What this task involves
Every line from the first in the listing below to the line containing "pub fn get(&self, name: &str)" is to be repeated exactly, and no line past it.

────────────────

use std::time::Duration;

use percent_encoding::utf8_percent_encode;
use sigv4_core::time::{format_iso8601, DateTime};
use sigv4_core::{Error, Result};

use crate::constants::{
    AWS_QUERY_ENCODE_SET, X_AMZ_ALGORITHM, X_AMZ_CREDENTIAL, X_AMZ_DATE_QUERY, X_AMZ_EXPIRES,
    X_AMZ_SECURITY_TOKEN_QUERY, X_AMZ_SIGNATURE, X_AMZ_SIGNED_HEADERS,
};
use crate::signature::Signature;
use crate::SigningAlgorithm;

/// Format the `Authorization` header value:
///
/// ```text
/// AWS4-HMAC-SHA256 Credential=<ak>/<scope>, SignedHeaders=<h1;h2>, Signature=<hex>
/// ```
pub fn authorization_header(
    algorithm: SigningAlgorithm,
    access_key_id: &str,
    signature: &Signature,
    signed_headers: &str,
) -> String {
    format!(
        "{} Credential={}/{}, SignedHeaders={}, Signature={}",
        algorithm.id(),
        access_key_id,
        signature.credential_scope,
        signed_headers,
        signature.signature
    )
}

/// The query parameters of a presigned URL, in the order they were produced.
///
/// Values are kept raw; [`PresignedQuery::to_query_string`] encodes them.
#[derive(Debug, Clone, Default, PartialEq, Eq)]
pub struct PresignedQuery {
    params: Vec<(String, String)>,
}

impl PresignedQuery {
    /// Raw `(name, value)` pairs.
    pub fn params(&self) -> &[(String, String)] {
        &self.params
    }

    /// Value of `name`, if present.
    pub fn get(&self, name: &str) -> Option<&str> {
        self.params
            .iter()
            .find(|(k, _)| k == name)
            .map(|(_, v)| v.as_str())
    }

    /// Append `X-Amz-Signature` once the signature over the other params is known.
    pub fn with_signature(mut self, signature: &Signature) -> Self {
        self.params
            .push((X_AMZ_SIGNATURE.to_string(), signature.signature.clone()));
        self
    }

    /// Percent-encoded `k=v&k=v` form.
    pub fn to_query_string(&self) -> String {
        encode_query(&self.params)
    }
}

/// Encode raw pairs into a query string, omitting `=` for empty values.
pub(crate) fn encode_query(pairs: &[(String, String)]) -> String {
    let mut s = String::new();
    for (i, (k, v)) in pairs.iter().enumerate() {
        if i > 0 {
            s.push('&');
        }

        s.extend(utf8_percent_encode(k, &AWS_QUERY_ENCODE_SET));
        if !v.is_empty() {
            s.push('=');
            s.extend(utf8_percent_encode(v, &AWS_QUERY_ENCODE_SET));
        }
    }
    s
}

/// Build the `X-Amz-*` parameters that must be part of the canonical query
/// before a presigned request is signed.
///
/// `X-Amz-Signature` is not included.
pub fn presign_params(
    algorithm: SigningAlgorithm,
    access_key_id: &str,
    credential_scope: &str,
    time: Option<DateTime>,
    expires_in: Duration,
    signed_headers: &str,
    session_token: Option<&str>,
) -> Result<PresignedQuery> {
    let time =
        time.ok_or_else(|| Error::missing_timestamp("presigning requires a signing time"))?;
    if expires_in.as_secs() == 0 {
        return Err(Error::invalid_expiry(format!(
            "expiry must be at least one second, got {expires_in:?}"
        )));
    }

    let mut params = vec![
        (X_AMZ_ALGORITHM.to_string(), algorithm.id().to_string()),
        (
            X_AMZ_CREDENTIAL.to_string(),
            format!("{access_key_id}/{credential_scope}"),
        ),
        (X_AMZ_DATE_QUERY.to_string(), format_iso8601(time)),
        (X_AMZ_EXPIRES.to_string(), expires_in.as_secs().to_string()),
        (X_AMZ_SIGNED_HEADERS.to_string(), signed_headers.to_string()),
    ];
    if let Some(token) = session_token {
        params.push((X_AMZ_SECURITY_TOKEN_QUERY.to_string(), token.to_string()));
    }

    Ok(PresignedQuery { params })
}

────────────────

Reply to the exercise
use std::time::Duration;

use percent_encoding::utf8_percent_encode;
use sigv4_core::time::{format_iso8601, DateTime};
use sigv4_core::{Error, Result};

use crate::constants::{
    AWS_QUERY_ENCODE_SET, X_AMZ_ALGORITHM, X_AMZ_CREDENTIAL, X_AMZ_DATE_QUERY, X_AMZ_EXPIRES,
    X_AMZ_SECURITY_TOKEN_QUERY, X_AMZ_SIGNATURE, X_AMZ_SIGNED_HEADERS,
};
use crate::signature::Signature;
use crate::SigningAlgorithm;

/// Format the `Authorization` header value:
///
/// ```text
/// AWS4-HMAC-SHA256 Credential=<ak>/<scope>, SignedHeaders=<h1;h2>, Signature=<hex>
/// ```
pub fn authorization_header(
    algorithm: SigningAlgorithm,
    access_key_id: &str,
    signature: &Signature,
    signed_headers: &str,
) -> String {
    format!(
        "{} Credential={}/{}, SignedHeaders={}, Signature={}",
        algorithm.id(),
        access_key_id,
        signature.credential_scope,
        signed_headers,
        signature.signature
    )
}

/// The query parameters of a presigned URL, in the order they were produced.
///
/// Values are kept raw; [`PresignedQuery::to_query_string`] encodes them.
#[derive(Debug, Clone, Default, PartialEq, Eq)]
pub struct PresignedQuery {
    params: Vec<(String, String)>,
}

impl PresignedQuery {
    /// Raw `(name, value)` pairs.
    pub fn params(&self) -> &[(String, String)] {
        &self.params
    }

    /// Value of `name`, if present.
    pub fn get(&self, name: &str) -> Option<&str> {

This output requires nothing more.